WASHINGTON (AP) - Home-loan data to be released Thursday will show whether
activity continued to taper off, a week after new mortgages fell by nearly 8
percent.
The Mortgage Bankers Association will report its weekly index of home-loan
application volume at 7 a.m. EST. The index is being released a day late because
of the Jan. 1 holiday. The index fell last week after hitting its highest level
since July 2005 earlier last month.
For the week that ended Dec. 21, the trade group's seasonally adjusted index
of mortgage application volume fell 7.6 percent to 603.8. Refinance volume
dropped by 8.5 percent, while purchase volume sank by 7.8 percent.

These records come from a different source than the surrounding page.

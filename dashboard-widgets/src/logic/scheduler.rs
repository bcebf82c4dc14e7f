//! Frame scheduling
//!
//! A `FrameTask` is ticked once per display refresh until it asks to stop.
//! The browser driver lives in `dom::frame`; this module stays DOM-free so
//! tasks can be stepped from tests.

/// Result of one tick
#[derive(Debug, Clone, Copy, PartialEq, Eq)]
pub enum Tick {
    Continue,
    Stop,
}

pub trait FrameTask {
    /// Called with the frame timestamp (ms, same clock as `performance.now()`)
    fn tick(&mut self, now_ms: f64) -> Tick;
}

impl<F> FrameTask for F
where
    F: FnMut(f64) -> Tick,
{
    fn tick(&mut self, now_ms: f64) -> Tick {
        self(now_ms)
    }
}

/// Resources held for as long as a widget stays in the document.
///
/// A widget's frame task calls `check` every frame; the first frame that
/// finds the widget detached drops the resources (listeners, timers) and
/// every later check keeps returning `Tick::Stop`.
#[derive(Debug)]
pub struct Attachment<R> {
    resources: Option<R>,
}

impl<R> Attachment<R> {
    pub fn new(resources: R) -> Self {
        Self { resources: Some(resources) }
    }

    pub fn check(&mut self, connected: bool) -> Tick {
        if connected && self.resources.is_some() {
            Tick::Continue
        } else {
            self.resources.take();
            Tick::Stop
        }
    }

    /// Resources, while still attached
    pub fn get_mut(&mut self) -> Option<&mut R> {
        self.resources.as_mut()
    }

    pub fn is_released(&self) -> bool {
        self.resources.is_none()
    }
}

/// Step a task at a fixed frame interval until it stops or `max_frames` pass.
///
/// Returns the number of ticks delivered.
#[cfg(test)]
pub(crate) fn run_until_stopped<T: FrameTask>(task: &mut T, start_ms: f64, frame_ms: f64, max_frames: usize) -> usize {
    let mut now = start_ms;
    for frame in 0..max_frames {
        if task.tick(now) == Tick::Stop {
            return frame + 1;
        }
        now += frame_ms;
    }
    max_frames
}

Last week, mortgage company Freddie Mac reported that 30-year, fixed-rate
mortgages averaged 6.17 percent, up from 6.14 percent a week earlier and the
highest since the week of Nov. 21, when 30-year rates stood at 6.20 percent.
The mortgage bankers' index, which stood at 100 at its onset in March 1990,
is derived from a survey of major lenders representing about half of the U.S.
mortgages made each week. It does not include loans originated by nonbank
lenders.
The index has fluctuated this year after sinking in June 2006 to 529.6, its
lowest level since 2002. It peaked at 1,856.7 in May 2003.
The mortgage industry's recent woes, which started with rising defaults
among borrowers with weak credit and spread to better-quality loans, have
shuttered dozens of lenders and led others such as Countrywide Financial Corp.
to scale back riskier loan operations.